2.3 Patogenesis Tinea kruris biasanya terjadi setelah kontak dengan individu atau binatang yang terinfeksi. Penyebaran juga mungkin terjadi melalui benda misalnya pakaian dan sebagainya. Tinea kruris umumnya terjadi pada pria. Maserasi dan oklusi kulit lipat paha menyebabkan peningkatan suhu dan kelembaban kulit sehingga memudahkan infeksi, selain itu dapat pula terjadi akibat penjalaran infeksi dari bagian tubuh lain. Dermatofita mempunyai masa inkubasi selama 4-10 hari. Infeksi dermatofita melibatkan tiga langkah utama : perlekatan ke keratinosit, penetrasi melalui dan diantara sel, dan perkembangan respon pejamu. a. Perlekatan jamur superfisial harus melewati berbagai rintangan untuk bisa melekat pada jaringan keratin diantaranya sinar UV, suhu, kelembaban, kompetisi dengan flora normal dan sphingosin yang diproduksi oleh keratinosit. Asam lemak yang di produksi oleh kelenjar sebasea juga bersifat Fungistatik. b. Penetrasi. Setelah terjadi perlekatan, spora harus berkembang dan menembus stratum korneum dengan kecepatan yang lebih cepat daripada proses desquamasi. Penetrasi juga dibantu oleh sekresi proteinase, lipase dan enzim, mucinolitik, yang juga menyediakan nutrisi untuk jamur. Trauma dan maserasi juga membantu penetrasi jamur ke keratinosit. Pertahanan baru muncul ketika jamur mencapai lapisan terdalam epidermis. c. Perkembangan respon pejamu.
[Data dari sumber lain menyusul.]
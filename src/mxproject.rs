//! Typed reader for the `.mxproject` manifest STM32CubeMX writes after
//! code generation.
//!
//! Sections are prefixed with `<context>:` in multi-context projects
//! (`[CM4:PreviousUsedKeilFiles]`); single-context projects use the
//! bare names. Which file-list section applies depends on the
//! compiler: Keil lists for AC6/CLANG, CubeIDE lists for GCC/IAR.

use std::path::Path;

use crate::error::Result;
use crate::ini::Document;
use crate::toolchain::Compiler;
use crate::util::to_slash;

#[derive(Debug, Clone, Default)]
pub struct PreviousLibFiles {
    pub lib_files: Vec<String>,
}

#[derive(Debug, Clone, Default)]
pub struct PreviousUsedFiles {
    pub source_files: Vec<String>,
    pub header_paths: Vec<String>,
    pub c_defines: Vec<String>,
}

#[derive(Debug, Clone, Default)]
pub struct PreviousGenFiles {
    pub advanced_folder_structure: String,
    pub header_files_list: Vec<String>,
    pub header_path_list: Vec<String>,
    pub header_files: String,
    pub source_files_list: Vec<String>,
    pub source_path_list: Vec<String>,
    pub source_files: String,
}

#[derive(Debug, Clone, Default)]
pub struct ThirdPartyIp {
    pub name: String,
    pub include_files: Vec<String>,
    pub source_files: Vec<String>,
    pub source_asm_files: Vec<String>,
}

/// The manifest contents relevant to one build context.
#[derive(Debug, Clone, Default)]
pub struct Mxproject {
    pub context: String,
    pub previous_lib_files: PreviousLibFiles,
    pub previous_used_files: PreviousUsedFiles,
    pub previous_gen_files: PreviousGenFiles,
    pub third_party_ips: Vec<ThirdPartyIp>,
}

/// Append `value` if non-empty and not already stored, slashes
/// normalized. The manifest repeats entries across lists.
fn store(dest: &mut Vec<String>, value: &str) {
    let value = to_slash(value.trim());
    if value.is_empty() || dest.contains(&value) {
        return;
    }
    dest.push(value);
}

fn store_csv(dest: &mut Vec<String>, doc: &Document, section: &str, key: &str) {
    for item in doc.csv(section, key) {
        store(dest, item);
    }
}

/// Read `<prefix>#0 .. <prefix>#(size-1)` where the scalar at
/// `size_key` gives the upper bound. Missing intermediates are empty
/// and therefore skipped.
fn store_iterated(dest: &mut Vec<String>, doc: &Document, section: &str, size_key: &str, prefix: &str) {
    let count: usize = doc.value(section, size_key).parse().unwrap_or(0);
    for i in 0..count {
        store(dest, doc.value(section, &format!("{prefix}#{i}")));
    }
}

fn section_name(context: &str, name: &str) -> String {
    if context.is_empty() {
        name.to_string()
    } else {
        format!("{context}:{name}")
    }
}

impl Mxproject {
    /// Parse the manifest at `path` for one context.
    ///
    /// An unknown compiler tag is the only hard error. An absent or
    /// unreadable manifest yields an empty `Mxproject`; the downstream
    /// pipeline tolerates that.
    pub fn read(path: &Path, compiler: &str, context: &str) -> Result<Self> {
        let compiler: Compiler = compiler.parse()?;

        let mut mxproject = Mxproject {
            context: context.to_string(),
            ..Default::default()
        };

        let doc = match Document::load(path) {
            Ok(doc) => doc,
            Err(e) => {
                log::warn!("no usable .mxproject, continuing with empty manifest: {e}");
                return Ok(mxproject);
            }
        };
        log::info!("reading CubeMX manifest: {}", path.display());

        mxproject.read_used_files(&doc, compiler, context);
        mxproject.read_lib_files(&doc, context);
        mxproject.read_gen_files(&doc, context);
        mxproject.read_third_party_ips(&doc, context);

        Ok(mxproject)
    }

    fn read_used_files(&mut self, doc: &Document, compiler: Compiler, context: &str) {
        let id = if compiler.uses_keil_manifest() {
            "PreviousUsedKeilFiles"
        } else {
            "PreviousUsedCubeIDEFiles"
        };
        let section = section_name(context, id);
        let used = &mut self.previous_used_files;
        store_csv(&mut used.source_files, doc, &section, "SourceFiles");
        store_csv(&mut used.header_paths, doc, &section, "HeaderPath");
        store_csv(&mut used.c_defines, doc, &section, "CDefines");
    }

    fn read_lib_files(&mut self, doc: &Document, context: &str) {
        let section = section_name(context, "PreviousLibFiles");
        store_csv(&mut self.previous_lib_files.lib_files, doc, &section, "LibFiles");
    }

    fn read_gen_files(&mut self, doc: &Document, context: &str) {
        let section = section_name(context, "PreviousGenFiles");
        let gen = &mut self.previous_gen_files;
        gen.advanced_folder_structure = doc.value(&section, "AdvancedFolderStructure").to_string();
        store_iterated(&mut gen.header_files_list, doc, &section, "HeaderFileListSize", "HeaderFiles");
        store_iterated(&mut gen.header_path_list, doc, &section, "HeaderFolderListSize", "HeaderPath");
        gen.header_files = doc.value(&section, "HeaderFiles").to_string();
        store_iterated(&mut gen.source_files_list, doc, &section, "SourceFileListSize", "SourceFiles");
        store_iterated(&mut gen.source_path_list, doc, &section, "SourceFolderListSize", "SourcePath");
        gen.source_files = doc.value(&section, "SourceFiles").to_string();
    }

    fn read_third_party_ips(&mut self, doc: &Document, context: &str) {
        let section = section_name(context, "ThirdPartyIp");
        let count: usize = doc.value(&section, "ThirdPartyIpNumber").parse().unwrap_or(0);
        for i in 0..count {
            let name = doc.value(&section, &format!("ThirdPartyIpName#{i}"));
            if name.is_empty() {
                continue;
            }
            let ip_section = section_name(context, &format!("ThirdPartyIp#{name}"));
            let mut ip = ThirdPartyIp {
                name: name.to_string(),
                ..Default::default()
            };
            store_csv(&mut ip.include_files, doc, &ip_section, "include");
            store_csv(&mut ip.source_files, doc, &ip_section, "source");
            store_csv(&mut ip.source_asm_files, doc, &ip_section, "sourceAsm");
            self.third_party_ips.push(ip);
        }
    }
}
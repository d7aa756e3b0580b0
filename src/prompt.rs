//! Fixed consultant instruction and conversation assembly.

use serde_json::Value;

use crate::inference::ChatMessage;

pub const CONSULTANT_PROMPT: &str = r#"
You are a senior consultant ophthalmologist assisting another ophthalmologist.

This is a private, clinician-to-clinician clinical decision support system.

You are EXPECTED to:
- Interpret findings using real-world ophthalmology reasoning
- Clearly distinguish between documented findings, absent findings, and undocumented findings
- Identify normal vs abnormal findings ONLY when explicitly supported by data
- Highlight missing but clinically essential data that limits interpretation
- Infer reasonable clinical implications WITHOUT overreach
- Suggest DIFFERENTIAL DIAGNOSES only when supported by objective findings
- If data is insufficient, explicitly state that diagnosis cannot be established
- Suggest appropriate next investigations or management steps
- Critically assess documentation quality

CRITICAL CLINICAL RULES (MANDATORY):
- Empty arrays or blank fields mean "NOT DOCUMENTED", NOT "NORMAL"
- Absence of documentation does NOT imply absence of disease
- History alone (e.g., “mild injury”) does NOT justify pathology without objective signs
- Do NOT invent findings, severity, or risk
- Do NOT escalate to serious diagnoses without supporting evidence
- Differentials must be framed as conditional possibilities, not conclusions
- When data is insufficient, clearly state limitations instead of guessing

DO NOT:
- Refuse
- Say “I cannot help”
- Use patient-facing language
- Add legal disclaimers except the final section

MANDATORY OUTPUT STRUCTURE (STRICT):

1. Case Overview
2. Documented Positive Findings
3. Documented Negative / Normal Findings
4. Clinically Significant Missing Data
5. Laterality & Asymmetry Analysis
6. Clinical Interpretation
7. Differential Diagnostic Considerations
8. Suggested Next Clinical Steps
9. Documentation Quality Assessment
10. Explicit Disclaimer

STYLE REQUIREMENTS:
- Use formal ophthalmology terminology
- Be concise, precise, and clinically realistic
- Prefer “cannot be assessed” over speculation
- Write exactly like a consultant reviewing another doctor’s notes
"#;

/// Build the two-message conversation: the consultant instruction followed
/// by the payload pretty-printed in the caller's field order.
pub fn build_conversation(payload: &Value) -> Result<Vec<ChatMessage>, serde_json::Error> {
    let user = ascii_escape(&serde_json::to_string_pretty(payload)?);
    Ok(vec![
        ChatMessage::system(CONSULTANT_PROMPT),
        ChatMessage::user(user),
    ])
}

/// Rewrite every character outside printable ASCII as a `\uXXXX` escape
/// (UTF-16 surrogate pairs above the BMP). Serialized JSON only carries such
/// characters inside strings, so the result is still valid JSON.
fn ascii_escape(json: &str) -> String {
    let mut out = String::with_capacity(json.len());
    for c in json.chars() {
        if c == '\n' || (' '..='~').contains(&c) {
            out.push(c);
            continue;
        }
        let mut units = [0u16; 2];
        for unit in c.encode_utf16(&mut units) {
            out.push_str(&format!("\\u{:04x}", unit));
        }
    }
    out
}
Derajat inflamasi di pengaruhi oleh status imun penderita dan organisme yang terlibat. Reaksi hipersensitivitas tipe IV, atau Delayed Type Hipersensitivity (DHT) memainkan peran yang sangat penting dalam melawan dermatofita. Pasien yang belum pernah terinfeksi dermatofita sebelumnya, Infeksi primer menyebabkan inflamasi dan tes trichopitin hasilnya negatif. Infeksi menghasilkan sedikit eritema dan skuama yang dihasilkan oleh peningkatan pergantian keratinosit.

6

Terdapat hipotesis menyatakan bahwa antigen dermatofita diproses oleh sel langerhans epidermis dan di presentasikan dalam limfosit T di nodus limfe. Limfosit T melakukan proliferasi dan bermigrasi ke tempat yang terinfeksi untuk menyerang jamur. Saat ini, lesi tiba-tiba menjadi inflamasi, dan barier epidermal menjadi permeable terhadap transferin dan sel-sel yang bermigrasi. Segera jamur hilang dan lesi secara spontan menyembuh.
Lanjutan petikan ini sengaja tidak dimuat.